(Data listing)

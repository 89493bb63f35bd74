//! Installing the process-wide `tracing` subscriber.
//!
//! Library code only emits events. Binaries call [`initialise`] once at
//! start-up to decide where those events go.

use std::io::{self, IsTerminal};

use once_cell::sync::OnceCell;
use tracing::{Subscriber, subscriber::SetGlobalDefaultError};
use tracing_subscriber::{EnvFilter, fmt};
use trawl_core::{LogFormat, LogSettings};

static INSTALLED: OnceCell<()> = OnceCell::new();

/// Proof that the subscriber is installed.
#[derive(Debug, Default, Clone, Copy)]
pub struct TelemetryHandle;

/// Errors encountered while installing the subscriber.
#[derive(Debug, thiserror::Error)]
pub enum TelemetryError {
    /// The filter expression does not parse.
    #[error("invalid log filter: {0}")]
    Filter(String),
    /// Another subscriber is already installed.
    #[error("failed to install telemetry subscriber: {0}")]
    Subscriber(SetGlobalDefaultError),
}

/// Installs a stderr subscriber for `settings` the first time it succeeds.
///
/// Once a subscriber is installed, later calls return immediately and
/// ignore their settings. A failed call leaves nothing installed.
///
/// # Errors
///
/// Returns [`TelemetryError::Filter`] for an unparseable filter and
/// [`TelemetryError::Subscriber`] if some other subscriber got there first.
pub fn initialise(settings: &LogSettings) -> Result<TelemetryHandle, TelemetryError> {
    INSTALLED
        .get_or_try_init(|| install(settings))
        .map(|_| TelemetryHandle)
}

fn install(settings: &LogSettings) -> Result<(), TelemetryError> {
    let filter = EnvFilter::try_new(settings.filter())
        .map_err(|error| TelemetryError::Filter(error.to_string()))?;
    let base = fmt::Subscriber::builder()
        .with_env_filter(filter)
        .with_target(true)
        .with_writer(io::stderr)
        .with_ansi(io::stderr().is_terminal())
        .with_timer(fmt::time::UtcTime::rfc_3339());

    let subscriber: Box<dyn Subscriber + Send + Sync> = match settings.format() {
        LogFormat::Json => Box::new(base.json().flatten_event(true).finish()),
        LogFormat::Compact => Box::new(base.compact().finish()),
    };
    tracing::subscriber::set_global_default(subscriber).map_err(TelemetryError::Subscriber)
}
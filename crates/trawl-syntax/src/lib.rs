//! Tree-sitter powered syntax layer for the Trawl structural search engine.
//!
//! This crate owns everything that touches raw Tree-sitter trees:
//!
//! - **Parsing** via [`Parser`], producing a [`ParseResult`] that owns the
//!   tree and the source text it was built from
//! - **Pattern text** via [`ParsedPattern`], which replaces metavariables
//!   with placeholder identifiers, parses the result with the host grammar,
//!   and exposes the top-level pattern nodes
//! - **Node iteration** via the [`NodeIterator`] trait and its array-backed
//!   and sibling-walking implementations
//!
//! # Supported Languages
//!
//! - Rust (`.rs`)
//! - Python (`.py`, `.pyi`)
//! - TypeScript (`.ts`, `.tsx`, `.mts`, `.cts`)
//!
//! # Pattern Language
//!
//! Patterns are ordinary code in the host language with metavariables in
//! place of the parts that may vary:
//!
//! - `$x` matches any single syntax node and binds it as `x`
//! - `$_` matches any single node without binding it
//! - `$$$args` matches zero or more sibling nodes and binds them as `args`
//!
//! # Example
//!
//! ```
//! use trawl_syntax::{ParsedPattern, SupportedLanguage};
//!
//! let pattern = ParsedPattern::parse("foo($x)", SupportedLanguage::Python)?;
//! let roots = pattern.top_level_nodes();
//! assert_eq!(roots.len(), 1);
//! assert_eq!(roots[0].kind(), "call");
//! # Ok::<(), trawl_syntax::SyntaxError>(())
//! ```

mod error;
mod iterators;
mod language;
mod metavariables;
mod parser;
mod pattern;
mod position;

pub use error::{MetavariableProblem, SyntaxError};
pub use iterators::{ArrayBackedNodeIterator, NodeIterator, SiblingNodeIterator};
pub use language::{LanguageParseError, SupportedLanguage};
pub use parser::{ParseResult, Parser, SyntaxIssue};
pub use pattern::{MetaVarKind, MetaVariable, ParsedPattern};
pub use position::point_to_one_based;

/// Re-exports of the Tree-sitter node and position types so downstream crates
/// name a single version of the grammar runtime.
pub use tree_sitter::{Node, Point};

#[cfg(test)]
mod tests;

(End Data listing)

▶ About this exercise
The entries above hold the needed span. Transcribe exactly the lines from the one with "is already installed." to the one with "was built from", both included.

▶ Reply to the task
    /// Another subscriber is already installed.
    #[error("failed to install telemetry subscriber: {0}")]
    Subscriber(SetGlobalDefaultError),
}

/// Installs a stderr subscriber for `settings` the first time it succeeds.
///
/// Once a subscriber is installed, later calls return immediately and
/// ignore their settings. A failed call leaves nothing installed.
///
/// # Errors
///
/// Returns [`TelemetryError::Filter`] for an unparseable filter and
/// [`TelemetryError::Subscriber`] if some other subscriber got there first.
pub fn initialise(settings: &LogSettings) -> Result<TelemetryHandle, TelemetryError> {
    INSTALLED
        .get_or_try_init(|| install(settings))
        .map(|_| TelemetryHandle)
}

fn install(settings: &LogSettings) -> Result<(), TelemetryError> {
    let filter = EnvFilter::try_new(settings.filter())
        .map_err(|error| TelemetryError::Filter(error.to_string()))?;
    let base = fmt::Subscriber::builder()
        .with_env_filter(filter)
        .with_target(true)
        .with_writer(io::stderr)
        .with_ansi(io::stderr().is_terminal())
        .with_timer(fmt::time::UtcTime::rfc_3339());

    let subscriber: Box<dyn Subscriber + Send + Sync> = match settings.format() {
        LogFormat::Json => Box::new(base.json().flatten_event(true).finish()),
        LogFormat::Compact => Box::new(base.compact().finish()),
    };
    tracing::subscriber::set_global_default(subscriber).map_err(TelemetryError::Subscriber)
}
filename crates/trawl-syntax/src/lib.rs
//! Tree-sitter powered syntax layer for the Trawl structural search engine.
//!
//! This crate owns everything that touches raw Tree-sitter trees:
//!
//! - **Parsing** via [`Parser`], producing a [`ParseResult`] that owns the
//!   tree and the source text it was built from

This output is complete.